Antique Chinese and Japanese Porcelain collector's help and info page

GLOSSARY

Peachbloom red (jiang dou hong)

Also known as "big red robe" or "cardinal red" (bright red and flawless), second class is "bean red", apple-red", "beauty's blush" or "drunken beauty" and come with mottles in different shades. Third category is lighter in tone and called "baby's face" or "peach blossom". Lower qualities includes "baby-mouse skin" or "elm bark", "donkey's liver" and "horse's lung" etc. Developed during the Kangxi period, recorded to have been still in use in the 1950's.

The glaze itself is a copper-based mottled glaze showing blushes of red sometimes dotted with fine green spots on a pinkish red ground where the green copper oxide have not completely been reduced to red.

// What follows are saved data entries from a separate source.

impl<S: RecordSource> MergeDriver<S> {
    pub fn new(kind: MediaKind, paths: DataPaths, source: S, options: PassOptions) -> Self {
        Self {
            kind,
            paths,
            source,
            normalizer: Normalizer::new(kind),
            resolver: ConflictResolver::new(),
            serializer: MappingSerializer::new(kind, options.emit_unanchored),
            options,
            cancel: Arc::new(AtomicBool::new(false)),
        }
    }

    /// Share a flag that stops the pass when set
    pub fn with_cancel_flag(mut self, cancel: Arc<AtomicBool>) -> Self {
        self.cancel = cancel;
        self
    }

    /// Run one pass to completion
    pub fn run(&mut self) -> Result<PassSummary, PassError> {
        info!(kind = %self.kind, mode = %self.options.mode, "Starting merge pass");

        let mut state = PassState::Loading;
        loop {
            if let Some(phase) = state.phase() {
                debug!(%phase, "Entering phase");
            }

            state = match state {
                PassState::Loading => self.load(),
                PassState::Ingesting(ctx) => self.ingest(ctx),
                PassState::Resolving(ctx) => self.resolve(ctx),
                PassState::Serializing(ctx) => self.serialize(ctx),
                PassState::Persisting(ctx, output) => self.persist(ctx, output),
                PassState::Done(summary) => {
                    summary.log();
                    return Ok(summary);
                }
                PassState::Failed(e) => {
                    error!(kind = %self.kind, error = %e, "Merge pass failed");
                    return Err(e);
                }
            };
        }
    }

    fn cancelled(&self) -> bool {
        self.cancel.load(Ordering::Relaxed)
    }

    /// Services this pass reads, base service first
    fn selected_services(&self) -> Vec<Service> {
        self.kind
            .services()
            .iter()
            .copied()
            .filter(|service| {
                self.options
                    .services
                    .as_ref()
                    .map_or(true, |wanted| wanted.contains(service))
            })
            .collect()
    }

    fn load(&mut self) -> PassState {
        let mode = self.options.mode;
        let mapping_path = self.paths.mapping_file(self.kind);

        let content = match store::read_optional(&mapping_path) {
            Ok(content) => content,
            Err(e) => return PassState::Failed(PassError::Load(e)),
        };
        let committed: Option<Vec<MappingRecord>> =
            match content.as_deref().map(|c| self.serializer.parse(c)).transpose() {
                Ok(records) => records,
                Err(source) => {
                    return PassState::Failed(PassError::MappingCorrupt {
                        path: mapping_path,
                        source,
                    })
                }
            };

        let checkpoint = match Checkpoint::load(&self.paths.checkpoint_file(self.kind), self.kind) {
            CheckpointLoad::Loaded(checkpoint) => Some(checkpoint),
            CheckpointLoad::Missing => None,
            CheckpointLoad::Corrupt(e) => {
                warn!(error = %e, "Ignoring unusable checkpoint");
                None
            }
        };
        // A checkpoint only describes the mapping it was committed with
        let checkpoint = match (checkpoint, &committed) {
            (Some(_), None) => {
                warn!(
                    kind = %self.kind,
                    path = %mapping_path.display(),
                    "Committed mapping is missing, discarding checkpoint and reading every feed"
                );
                None
            }
            (checkpoint, _) => checkpoint,
        };

        let degraded = mode == RunMode::Update && checkpoint.is_none() && committed.is_some();
        if degraded {
            warn!(
                kind = %self.kind,
                "No usable checkpoint, rebuilding from the committed mapping only"
            );
        }

        let mut draft = match &checkpoint {
            Some(checkpoint) => checkpoint.successor(),
            None => CheckpointDraft::new(self.kind),
        };
        let prior = match mode {
            RunMode::Update => checkpoint,
            RunMode::Full => {
                for service in self.selected_services() {
                    draft.forget(service);
                }
                None
            }
        };
        if let Some(prior) = &prior {
            for edge in &prior.rejected_edges {
                draft.reject(edge.clone());
            }
        }

        let mut graph = IdentityGraph::new(self.kind);
        let records = committed.unwrap_or_default();
        for record in &records {
            graph.pin(&record.ids(), record.parsed_type(self.kind), record.season);
        }
        info!(
            groups = records.len(),
            pinned_edges = graph.pending_edges(),
            "Loaded committed mapping"
        );

        let mut summary = PassSummary::new(self.kind, mode);
        summary.degraded = degraded;
        let ctx = PassContext {
            graph,
            prior,
            draft,
            conflicts: Vec::new(),
            summary,
        };

        if degraded {
            PassState::Resolving(ctx)
        } else {
            PassState::Ingesting(ctx)
        }
    }

    fn ingest(&mut self, mut ctx: PassContext) -> PassState {
        let base = self.kind.base_service();

        for service in self.selected_services() {
            let mut cursor = ctx.draft.cursor(service).cloned();
            let mut ingested = 0usize;

            loop {
                if self.cancelled() {
                    return PassState::Failed(PassError::Interrupted {
                        phase: PassPhase::Ingesting,
                    });
                }

                let batch = match self.source.next_batch(service, cursor.as_ref()) {
                    Ok(Some(batch)) => batch,
                    Ok(None) => break,
                    Err(e) => {
                        warn!(%service, error = %e, "Source failed, skipping service");
                        ctx.summary.sources_failed += 1;
                        break;
                    }
                };

                for payload in &batch.payloads {
                    let record = match self.normalizer.normalize(payload) {
                        Ok(record) => record,
                        Err(e) => {
                            debug!(error = %e, "Skipping payload");
                            *ctx.summary.records_skipped.entry(e.reason()).or_default() += 1;
                            continue;
                        }
                    };

                    let resolved = service == base
                        && ctx
                            .prior
                            .as_ref()
                            .is_some_and(|prior| prior.is_resolved(&record.native_id));
                    if resolved {
                        ctx.summary.already_resolved += 1;
                        continue;
                    }

                    ctx.graph.ingest(record);
                    ctx.summary.records_ingested += 1;
                    ingested += 1;
                }

                ctx.draft.advance(service, batch.cursor.clone());
                cursor = Some(batch.cursor);
            }

            if ingested > 0 {
                info!(%service, records = ingested, "Ingested service");
            }
        }

        PassState::Resolving(ctx)
    }

    fn resolve(&mut self, mut ctx: PassContext) -> PassState {
        while let Some(edge) = ctx.graph.next_edge() {
            if self.cancelled() {
                return PassState::Failed(PassError::Interrupted {
                    phase: PassPhase::Resolving,
                });
            }

            // Only hinted edges are remembered as rejected
            let key = (edge.trust == Trust::Hinted).then(|| ctx.graph.edge_key(&edge));
            if let (Some(key), Some(prior)) = (&key, &ctx.prior) {
                if prior.is_rejected(key) {
                    debug!(from = %key.from, to = %key.to, "Suppressed previously rejected edge");
                    ctx.summary.edges_suppressed += 1;
                    continue;
                }
            }

            match ctx.graph.propose_merge(&edge, &self.resolver) {
                MergeOutcome::Merged => ctx.summary.merges_approved += 1,
                MergeOutcome::AlreadyJoined => ctx.summary.merges_redundant += 1,
                MergeOutcome::Rejected(conflicts) => {
                    ctx.summary.conflicts += conflicts.len();
                    if let Some(key) = key {
                        ctx.draft.reject(key);
                    }
                    ctx.conflicts.extend(conflicts);
                }
            }
        }

        info!(
            approved = ctx.summary.merges_approved,
            redundant = ctx.summary.merges_redundant,
            suppressed = ctx.summary.edges_suppressed,
            conflicts = ctx.summary.conflicts,
            "Resolved edges"
        );
        PassState::Serializing(ctx)
    }

    fn serialize(&mut self, mut ctx: PassContext) -> PassState {
        let mut records: Vec<MappingRecord> = ctx
            .graph
            .groups()
            .filter_map(|group| self.serializer.serialize_group(&group))
            .collect();
        self.serializer.sort(&mut records);

        for record in &records {
            match record.base_id(self.kind) {
                Some(base_id) => ctx.draft.mark_resolved(base_id),
                None => ctx.summary.unanchored_groups += 1,
            }
        }
        ctx.summary.groups_emitted = records.len();

        let mapping = match self.serializer.render(&records) {
            Ok(mapping) => mapping,
            Err(e) => return PassState::Failed(PassError::Render(e)),
        };
        let checkpoint = match ctx.draft.clone().finish(Utc::now()).to_json() {
            Ok(checkpoint) => checkpoint,
            Err(e) => return PassState::Failed(PassError::Render(e)),
        };

        PassState::Persisting(ctx, PassOutput { mapping, checkpoint })
    }

    fn persist(&mut self, ctx: PassContext, output: PassOutput) -> PassState {
        if self.cancelled() {
            return PassState::Failed(PassError::Interrupted {
                phase: PassPhase::Persisting,
            });
        }

        let mapping_path = self.paths.mapping_file(self.kind);
        let checkpoint_path = self.paths.checkpoint_file(self.kind);
        for path in [&mapping_path, &checkpoint_path] {
            if let Some(dir) = path.parent() {
                if let Err(e) = std::fs::create_dir_all(dir) {
                    return PassState::Failed(PassError::Persistence(StoreError::Write(
                        dir.to_path_buf(),
                        e,
                    )));
                }
            }
        }

        let files = [
            (mapping_path.clone(), output.mapping),
            (checkpoint_path, output.checkpoint),
        ];
        if let Err(e) = store::commit(&files) {
            return PassState::Failed(PassError::Persistence(e));
        }
        info!(
            path = %mapping_path.display(),
            groups = ctx.summary.groups_emitted,
            "Committed mapping and checkpoint"
        );

        if self.options.write_conflict_report {
            self.write_conflict_report(&ctx.conflicts);
        }

        PassState::Done(ctx.summary)
    }

    /// Best effort; the pass has already been committed
    fn write_conflict_report(&self, conflicts: &[ConflictRecord]) {
        let path = self.paths.conflict_report(self.kind);
        let result = serde_json::to_string_pretty(conflicts)
            .map(|mut content| {
                content.push('\n');
                content
            })
            .map_err(|e| e.to_string())
            .and_then(|content| store::write_atomic(&path, &content).map_err(|e| e.to_string()));

        match result {
            Ok(()) => info!(path = %path.display(), conflicts = conflicts.len(), "Wrote conflict report"),
            Err(e) => warn!(path = %path.display(), error = %e, "Failed to write conflict report"),
        }
    }
}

While the glaze itself in particular in its bright red varities seems to have been developed in an attempt to imitate the red-glazed wares of teh Xuande perid during the Ming dynasty, the peachbloom glaze of the bean red type, was reserved almost exclusively for small porcelain objects for the scholars table, and of the "eight classic shapes" Ba da ma.

The quality of the peach bloom glaze varies a lot between individual pieces in such degree that it appears as if the variations was apperciated and judged individually depending on the beauty of each item.

The glaze appears to have been sprayed onto the pices in a manner similar to that of "powder blue", but while using copper oxide instead of cobalt, possibly sandwiched between two layers of clear glaze.

Personally I would have called this entire class "powder red" instead, to make the process understandable and make it easier to decide which monochrome red's that belongs to this group or not.